What the task requires
Go through the records and copy each line where the string "durability" occurs.

(Records for this exercise begins)

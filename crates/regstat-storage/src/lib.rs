//! SQLite-backed store for yearly vehicle-registration and driver's-license extracts.
//!
//! Categorical columns are dictionary encoded (one table per dimension) and
//! every fact row carries ids. The crate exposes:
//! - store lifecycle and store-file primitives (export, reload, statistics)
//! - the dictionary store and geographic seeding
//! - single-writer bulk ingestion with cancellation and progress
//! - regularization of vehicle type / fuel type for uncurated years
//! - the query compiler producing per-year time series
//! - a version-stamped cache of selectable filter values

mod cache;
mod config;
mod dictionary;
mod geo;
mod ingest;
mod query;
mod queue;
mod regularization;
mod schema;
pub mod storage;

pub use cache::{DimensionValue, FilterCacheStats};
pub use config::StorageConfig;
pub use dictionary::DictionaryEntry;
pub use geo::{GeographicAttributes, GeographicEntity};
pub use ingest::{ImportRequest, ImportResult, ImportStatus, IndexStrategy};
pub use queue::ImportQueue;
pub use regularization::{
    Expansion, RegularizationMapping, RegularizationSummary, RegularizedAttribute,
};
pub use storage::{
    ImportLogEntry, KindStatistics, Result, Storage, StorageError, StoreStatistics, YearRows,
};

pub use regstat_model::{
    AgeRange, CoverageField, DataKind, Dimension, FilterSpec, ImportControl, ImportPhase, Measure,
    Metric, ModelSelection, ProgressSnapshot, RegularizationOptions, RoadWearMode, TimeSeries,
};
impl Storage {
    /// Import one yearly extract.
    pub fn import(&self, request: ImportRequest) -> Result<ImportResult> {
        self.import_with_control(&request, &ImportControl::new())
    }

    pub fn import_file(
        &self,
        path: impl AsRef<Path>,
        year: i32,
        data_kind: DataKind,
        allow_replace: bool,
    ) -> Result<ImportResult> {
        self.import(ImportRequest::new(path.as_ref(), year, data_kind).replace(allow_replace))
    }

    /// Import with a caller-held control for cancellation and progress.
    ///
    /// Cancellation is honoured between batches and before a batch commits. An
    /// existing year without `allow_replace` fails before the file is read.
    pub fn import_with_control(
        &self,
        request: &ImportRequest,
        control: &ImportControl,
    ) -> Result<ImportResult> {
        if !(1900..=2100).contains(&request.year) {
            return Err(StorageError::ImportFailed(format!(
                "year out of range: {}",
                request.year
            )));
        }

        let started = Instant::now();
        control.set_phase(ImportPhase::Preparing);
        let label = format!("{} {}", request.data_kind, request.year);
        let reporter = ProgressReporter::spawn(
            control.clone(),
            self.config().progress_interval(),
            move |sample| {
                log::debug!(
                    "import {label}: {:?} parsed {}/{} written {}",
                    sample.phase,
                    sample.parsed_rows,
                    sample.total_rows,
                    sample.written_rows
                );
            },
        );

        let result = self.run_import(request, control, started);
        control.set_phase(ImportPhase::Idle);
        reporter.finish();

        match &result {
            Ok(r) => log::info!(
                "imported {} {}: {} ok, {} errors of {} rows in {:?} ({})",
                r.data_kind,
                r.year,
                r.success,
                r.error,
                r.total,
                r.duration,
                r.status.as_str()
            ),
            Err(err) => log::warn!(
                "import of {} {} failed: {err}",
                request.data_kind,
                request.year
            ),
        }
        result
    }

    fn run_import(
        &self,
        request: &ImportRequest,
        control: &ImportControl,
        started: Instant,
    ) -> Result<ImportResult> {
        let kind = request.data_kind;
        let table = schema::fact_table(kind);
        let mut conn = self.lock()?;

        // Preparing
        let existing_year_id: Option<i64> = conn
            .query_row(
                "SELECT id FROM dim_year WHERE scope_id = 0 AND value = ?1",
                params![request.year.to_string()],
                |r| r.get(0),
            )
            .optional()?;
        let existing_rows = match existing_year_id {
            Some(year_id) => conn.query_row(
                &format!("SELECT COUNT(*) FROM {table} WHERE year_id = ?1"),
                params![year_id],
                |r| r.get::<_, i64>(0),
            )? as u64,
            None => 0,
        };
        if existing_rows > 0 && !request.allow_replace {
            return Err(StorageError::ImportFailed(format!(
                "{kind} data for {} is already imported",
                request.year
            )));
        }
        let store_rows = fact_row_count(&conn, kind)?;
        let index_strategy = if store_rows < self.config().index_rebuild_threshold_rows {
            IndexStrategy::Rebuild
        } else {
            IndexStrategy::AnalyzeOnly
        };
        log::info!("import {kind} {}: {store_rows} rows in store, indexes {index_strategy:?}", request.year);

        // Parsing
        control.set_phase(ImportPhase::Parsing);
        log::info!("import {kind} {}: parsing", request.year);
        let parsed = read_extract(&request.path, kind, &self.config().parse_options(), control)
            .map_err(|err| {
                StorageError::ImportFailed(format!("{}: {err}", request.path.display()))
            })?;
        log::debug!(
            "parsed {} rows ({} malformed) from {} as {} using {} workers over {} chunks",
            parsed.total_rows(),
            parsed.malformed.len(),
            request.path.display(),
            parsed.encoding.name(),
            parsed.workers,
            parsed.chunks
        );
        let mismatched = parsed
            .records
            .iter()
            .filter(|r| r.year().is_some_and(|y| y != request.year))
            .count();
        if mismatched > 0 {
            log::warn!(
                "{mismatched} rows carry a year other than {}; stored under {}",
                request.year,
                request.year
            );
        }

        let total = parsed.total_rows() as u64;
        let malformed = parsed.malformed.len() as u64;
        let mut result = ImportResult {
            year: request.year,
            data_kind: kind,
            total,
            success: 0,
            error: malformed,
            malformed,
            duration: Duration::ZERO,
            phase_reached: ImportPhase::Parsing,
            status: ImportStatus::Completed,
            index_strategy,
            replaced_rows: 0,
            dictionary_entries_created: 0,
        };
        if control.is_cancelled() {
            result.status = ImportStatus::Cancelled;
            result.duration = started.elapsed();
            return Ok(result);
        }

        // Writing
        control.set_phase(ImportPhase::Writing);
        log::info!("import {kind} {}: writing", request.year);
        result.phase_reached = ImportPhase::Writing;
        let mut writer = DictionaryWriter::new();
        let durability = relax_durability(&conn)?;
        let replace_year_id = existing_year_id.filter(|_| existing_rows > 0);

        let written = (|| -> Result<WriteOutcome> {
            if index_strategy == IndexStrategy::Rebuild {
                schema::drop_filter_indexes(&conn, kind)?;
            }
            write_batches(
                &mut conn,
                &mut writer,
                WriteTarget {
                    kind,
                    year: request.year,
                    replace_year_id,
                },
                &parsed.records,
                self.config().batch_size,
                control,
            )
        })();

        // Indexes and durability come back even when writing failed.
        control.set_phase(ImportPhase::Indexing);
        log::info!("import {kind} {}: indexing", request.year);
        let indexed = match index_strategy {
            IndexStrategy::Rebuild => schema::create_filter_indexes(&conn, kind),
            IndexStrategy::AnalyzeOnly => conn.execute_batch(&format!("ANALYZE {table};")),
        };
        if let Err(err) = restore_durability(&conn, &durability) {
            log::warn!("failed to restore durability settings: {err}");
        }
        let outcome = written?;
        indexed?;
        result.phase_reached = ImportPhase::Indexing;

        result.success = outcome.success;
        result.replaced_rows = outcome.replaced;
        result.error += outcome.rejected;
        result.status = outcome.status.unwrap_or(ImportStatus::Completed);
        result.dictionary_entries_created = writer.created();
        result.duration = started.elapsed();

        conn.execute(
            r#"
            INSERT INTO import_log (year, data_kind, file_name, total, success, error, status, duration_ms)
            VALUES (?1, ?2, ?3, ?4, ?5, ?6, ?7, ?8)
            "#,
            params![
                request.year,
                kind.as_str(),
                request
                    .path
                    .file_name()
                    .map(|n| n.to_string_lossy().into_owned()),
                result.total as i64,
                result.success as i64,
                result.error as i64,
                result.status.as_str(),
                result.duration.as_millis() as i64,
            ],
        )?;
        bump_version(&conn)?;
        Ok(result)
    }
}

(Records for this exercise ends)

Solution for this task
        let durability = relax_durability(&conn)?;
        // Indexes and durability come back even when writing failed.
        if let Err(err) = restore_durability(&conn, &durability) {
            log::warn!("failed to restore durability settings: {err}");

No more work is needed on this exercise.